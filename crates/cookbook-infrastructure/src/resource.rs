//! Filesystem-backed resource resolver.

use async_trait::async_trait;
use cookbook_core::error::{CookbookError, Result};
use cookbook_core::resource::{ResourceHandle, ResourceResolver};
use std::io::ErrorKind;

/// Resolves resource handles as filesystem paths.
#[derive(Debug, Clone, Default)]
pub struct FsResourceResolver;

impl FsResourceResolver {
    pub fn new() -> Self {
        Self
    }
}

#[async_trait]
impl ResourceResolver for FsResourceResolver {
    async fn open_stream(&self, handle: &ResourceHandle) -> Result<Vec<u8>> {
        match tokio::fs::read(handle.as_str()).await {
            Ok(bytes) => Ok(bytes),
            Err(e) if matches!(e.kind(), ErrorKind::NotFound | ErrorKind::PermissionDenied) => {
                tracing::debug!("Resource {} unavailable: {}", handle, e);
                Err(CookbookError::resource_unavailable(handle.as_str()))
            }
            Err(e) => Err(e.into()),
        }
    }
}

#[cfg(test)]
mod tests {
    use super::*;
    use tempfile::TempDir;

    #[tokio::test]
    async fn test_reads_existing_file() {
        let temp_dir = TempDir::new().unwrap();
        let path = temp_dir.path().join("avatar.png");
        std::fs::write(&path, b"bytes").unwrap();

        let handle = ResourceHandle::new(path.to_string_lossy());
        let bytes = FsResourceResolver::new().open_stream(&handle).await.unwrap();
        assert_eq!(bytes, b"bytes");
    }

    #[tokio::test]
    async fn test_missing_file_is_resource_unavailable() {
        let temp_dir = TempDir::new().unwrap();
        let handle = ResourceHandle::new(temp_dir.path().join("gone.png").to_string_lossy());

        let err = FsResourceResolver::new().open_stream(&handle).await.unwrap_err();
        assert!(err.is_resource_unavailable());
    }
}
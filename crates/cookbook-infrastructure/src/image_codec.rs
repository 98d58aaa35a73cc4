//! JPEG + Base64 image codec.
//!
//! Pictures are stored as standard-alphabet, padded Base64 text of a JPEG
//! re-compression of whatever raster format the user picked.

use base64::Engine;
use base64::engine::general_purpose::STANDARD as BASE64_STANDARD;
use cookbook_core::config::{ImageSettings, MAX_JPEG_QUALITY};
use cookbook_core::error::{CookbookError, Result};
use cookbook_core::image::ImageCodec;
use image::codecs::jpeg::JpegEncoder;

/// Image codec backed by the `image` and `base64` crates.
#[derive(Debug, Clone)]
pub struct JpegBase64Codec {
    quality: u8,
}

impl JpegBase64Codec {
    /// Creates a codec compressing at maximum JPEG quality.
    pub fn new() -> Self {
        Self {
            quality: MAX_JPEG_QUALITY,
        }
    }

    pub fn from_settings(settings: &ImageSettings) -> Self {
        Self {
            quality: settings.effective_quality(),
        }
    }

    pub fn quality(&self) -> u8 {
        self.quality
    }

    fn compress_jpeg(&self, bytes: &[u8]) -> Result<Vec<u8>> {
        let decoded = image::load_from_memory(bytes)
            .map_err(|e| CookbookError::decode(format!("Failed to read image: {}", e)))?;

        // JPEG has no alpha channel
        let rgb = decoded.to_rgb8();

        let mut jpeg = Vec::new();
        JpegEncoder::new_with_quality(&mut jpeg, self.quality)
            .encode_image(&rgb)
            .map_err(|e| CookbookError::decode(format!("Failed to compress image: {}", e)))?;
        Ok(jpeg)
    }
}

impl Default for JpegBase64Codec {
    fn default() -> Self {
        Self::new()
    }
}

impl ImageCodec for JpegBase64Codec {
    fn encode(&self, bytes: &[u8]) -> Result<String> {
        let jpeg = self.compress_jpeg(bytes)?;
        tracing::debug!(
            "Encoded image: {} source bytes -> {} jpeg bytes",
            bytes.len(),
            jpeg.len()
        );
        Ok(BASE64_STANDARD.encode(jpeg))
    }

    fn decode(&self, text: &str) -> Option<Vec<u8>> {
        // Payloads written with 76-column line wrapping must still decode
        let compact: String = text.chars().filter(|c| !c.is_ascii_whitespace()).collect();

        let bytes = match BASE64_STANDARD.decode(compact.as_bytes()) {
            Ok(bytes) => bytes,
            Err(e) => {
                tracing::warn!("Image payload is not valid Base64: {}", e);
                return None;
            }
        };

        if let Err(e) = image::load_from_memory(&bytes) {
            tracing::warn!("Image payload is not a decodable image: {}", e);
            return None;
        }

        Some(bytes)
    }
}
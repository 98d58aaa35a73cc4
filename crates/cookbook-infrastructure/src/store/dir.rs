//! Directory-backed document store.
//!
//! Directory structure:
//! ```text
//! base_dir/
//! ├── users/
//! │   └── <userId>.json
//! └── recipes/
//!     ├── <uuid-1>.json
//!     └── <uuid-2>.json
//! ```

use async_trait::async_trait;
use cookbook_core::error::{CookbookError, Result};
use cookbook_core::store::{Document, DocumentStore, Fields};
use std::io::ErrorKind;
use std::path::{Path, PathBuf};
use uuid::Uuid;

use super::validate_key;

const EXTENSION: &str = "json";

/// Stores each document as a pretty-printed JSON object on disk.
#[derive(Debug, Clone)]
pub struct DirDocumentStore {
    base_dir: PathBuf,
}

impl DirDocumentStore {
    pub fn new(base_dir: impl Into<PathBuf>) -> Self {
        Self {
            base_dir: base_dir.into(),
        }
    }

    pub fn base_dir(&self) -> &Path {
        &self.base_dir
    }

    fn collection_dir(&self, collection: &str) -> Result<PathBuf> {
        validate_key("collection", collection)?;
        Ok(self.base_dir.join(collection))
    }

    fn document_path(&self, collection: &str, key: &str) -> Result<PathBuf> {
        validate_key("key", key)?;
        Ok(self
            .collection_dir(collection)?
            .join(format!("{}.{}", key, EXTENSION)))
    }

    async fn read_fields(path: &Path) -> Result<Option<Fields>> {
        let content = match tokio::fs::read_to_string(path).await {
            Ok(content) => content,
            Err(e) if e.kind() == ErrorKind::NotFound => return Ok(None),
            Err(e) => {
                return Err(CookbookError::read(format!(
                    "Failed to read {:?}: {}",
                    path, e
                )));
            }
        };

        serde_json::from_str(&content)
            .map(Some)
            .map_err(|e| CookbookError::read(format!("Corrupt document {:?}: {}", path, e)))
    }
}

#[async_trait]
impl DocumentStore for DirDocumentStore {
    async fn get_document(&self, collection: &str, key: &str) -> Result<Option<Document>> {
        let path = self.document_path(collection, key)?;
        Ok(Self::read_fields(&path)
            .await?
            .map(|fields| Document::new(key, fields)))
    }

    async fn set_document(&self, collection: &str, key: &str, fields: Fields) -> Result<()> {
        let dir = self.collection_dir(collection)?;
        let path = self.document_path(collection, key)?;

        tokio::fs::create_dir_all(&dir)
            .await
            .map_err(|e| CookbookError::write(format!("Failed to create {:?}: {}", dir, e)))?;

        let content = serde_json::to_string_pretty(&fields)?;

        // Write through a temp file so readers never see a partial document
        let tmp_path = dir.join(format!(".{}.{}.tmp", key, Uuid::new_v4()));
        tokio::fs::write(&tmp_path, content)
            .await
            .map_err(|e| CookbookError::write(format!("Failed to write {:?}: {}", tmp_path, e)))?;
        if let Err(e) = tokio::fs::rename(&tmp_path, &path).await {
            let _ = tokio::fs::remove_file(&tmp_path).await;
            return Err(CookbookError::write(format!(
                "Failed to replace {:?}: {}",
                path, e
            )));
        }

        tracing::debug!("Stored document {}/{}", collection, key);
        Ok(())
    }

    async fn list_collection(&self, collection: &str) -> Result<Vec<Document>> {
        let dir = self.collection_dir(collection)?;

        let mut entries = match tokio::fs::read_dir(&dir).await {
            Ok(entries) => entries,
            Err(e) if e.kind() == ErrorKind::NotFound => return Ok(Vec::new()),
            Err(e) => {
                return Err(CookbookError::read(format!(
                    "Failed to list {:?}: {}",
                    dir, e
                )));
            }
        };

        let mut documents = Vec::new();
        while let Some(entry) = entries
            .next_entry()
            .await
            .map_err(|e| CookbookError::read(format!("Failed to list {:?}: {}", dir, e)))?
        {
            let path = entry.path();
            if path.extension().and_then(|ext| ext.to_str()) != Some(EXTENSION) {
                continue;
            }
            let Some(key) = path.file_stem().and_then(|stem| stem.to_str()) else {
                continue;
            };
            if key.starts_with('.') {
                continue;
            }
            if let Some(fields) = Self::read_fields(&path).await? {
                documents.push(Document::new(key, fields));
            }
        }

        documents.sort_by(|a, b| a.id.cmp(&b.id));
        Ok(documents)
    }

    async fn add_document(&self, collection: &str, fields: Fields) -> Result<String> {
        let key = Uuid::new_v4().to_string();
        self.set_document(collection, &key, fields).await?;
        Ok(key)
    }
}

• _EXERCISE DETAILS_: Filter the records, keeping only lines that contain "join", and show those lines.

• _TASK ANSWER_:
        let path = temp_dir.path().join("avatar.png");
        let handle = ResourceHandle::new(temp_dir.path().join("gone.png").to_string_lossy());
        Ok(self.base_dir.join(collection))
            .join(format!("{}.{}", key, EXTENSION)))
        let tmp_path = dir.join(format!(".{}.{}.tmp", key, Uuid::new_v4()));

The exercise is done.